Tuesday, September 17, 2013

In sickness and health.

I'm feeling pretty good considering I slept very poorly on Monday night. After spending the day in the Big City at a homeschooling function, we returned home late and had a later supper. Then 50% of the humans went to bed. The other 50% were:

• Klaxon (disclaimer: this is not his real name), who was suffering from gastro-intestinal issues.
• Me, who was ministering to Klaxon in his time of need.

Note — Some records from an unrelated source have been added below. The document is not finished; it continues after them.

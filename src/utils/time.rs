use chrono::{DateTime, Local, NaiveDateTime, SubsecRound, TimeZone};

/// Format used for the `timestamp` column of the activity log.
pub const SAMPLE_TIMESTAMP_FORMAT: &str = "%Y-%m-%d %H:%M:%S";

/// Format used when showing when the current session started.
pub const SESSION_START_FORMAT: &str = "%H:%M %d/%m/%Y";

/// Renders whole seconds as `1d 2h 3m 4s`. Each unit is omitted when it's zero, apart from seconds
/// which are always shown.
pub fn format_elapsed_time(seconds: u64) -> String {
    let (days, remainder) = (seconds / 86_400, seconds % 86_400);
    let (hours, remainder) = (remainder / 3_600, remainder % 3_600);
    let (minutes, seconds) = (remainder / 60, remainder % 60);

    let mut parts = Vec::with_capacity(4);
    if days > 0 {
        parts.push(format!("{days}d"));
    }
    if hours > 0 {
        parts.push(format!("{hours}h"));
    }
    if minutes > 0 {
        parts.push(format!("{minutes}m"));
    }
    parts.push(format!("{seconds}s"));
    parts.join(" ")
}

/// Converts a moment into local wall-clock time with second precision.
pub fn local_second<Tz: TimeZone>(moment: &DateTime<Tz>) -> NaiveDateTime {
    moment.with_timezone(&Local).naive_local().trunc_subsecs(0)
}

Actually I was performing double duty. The night before at 2AM, Fogo The Stupid (disclaimer: this is not her real name, but should be) started whining at the backdoor. So Mr Wrath let her out thinking she was ill. Nope. She was in fine form. Translation: she bolted into the dark night in the midst of a rainstorm. At 7 AM I found her lingering in our backyard with a horned skull (already denuded of flesh) which I theorized she'd stolen from the neighbour's yard. For those of you who are urban, I should explain that it's very common and totally acceptable for rural people (usually of the hunter persuasion) to use skulls and horns as object d'art in their gardens. I try not to judge these people. I prefer to save my scorn for the guy in my town who has a black lawn jockey in his front yard. That guy's a racist, tacky asshole.

But back to Fogo the Skull Eater. I only lured her into the house by standing in the open back door and showing her that the cats were eating one of her beef bones. Even then she came in reluctantly because she knew it was a trap. It was. "Look, Fogo, Ezri is eating your beef bone. Nom nom nom. That's right.  Do you want Ezri to eat the entire bone? No? Well maybe you should come in. Yes. You are a good girl. Oh, you're all wet. That's okay. Mommy loves you  when smell like a pile of -- (I grabbed her collar) CRATE! CRATE! NOW! YOU, HELL HOUND!"

Despite the fact that Mr Wrath had lost precious sleep trying to retrieve Fogo the Awful, we went ahead with the road trip. Everything went as planned except that we had to make numerous stops for Lil' Miss Garbage Guts (disclaimer: this is her new name. Tomorrow I am calling the vet and having her records updated to reflect this change) who we soon learned had gorged herself on the contents of our compost bin. In particular: mouldy bread, carrots and coffee grounds. Yes, because Fogo the Hyper needed a caffeine buzz.

Fogo was still sick last night when Klaxon (still NOT his real name) started to feel sick. So I slept on the chesterfield. I let her outside periodically, making sure she was tethered to a stake. But mostly I dealt with Klaxon. He was slightly more appreciative of my efforts than the damn dog. Probably because Klaxon is a very clever human, who knows not to steal skulls.

Or black lawn jockeys.


  1. Oh ugh.

    I have nothing else to say.

    *silent comiseration*

  2. Oh poor you and poor Klaxon, but not so much poor LMGG. I'd say let that be a lesson learned for her but we know she'd do it again in a heartbeat.

    And curses on the tacky asshole - too bad you couldn't get LMGG to puke all over his yard.

  3. OH GROSS. Poor Klaxon. And Fogo - THAT IS WHAT YOU GET FOR EATING COMPOST YOU BAD DOGGIE. Maybe Fogo and Barkley could compare notes.

  4. I've had a staunch "friggin' cats" philosophy for years (despite or perhaps because of owning two of them), but times like this make me feel it might be time to expand to include a "friggin' dogs" policy as well.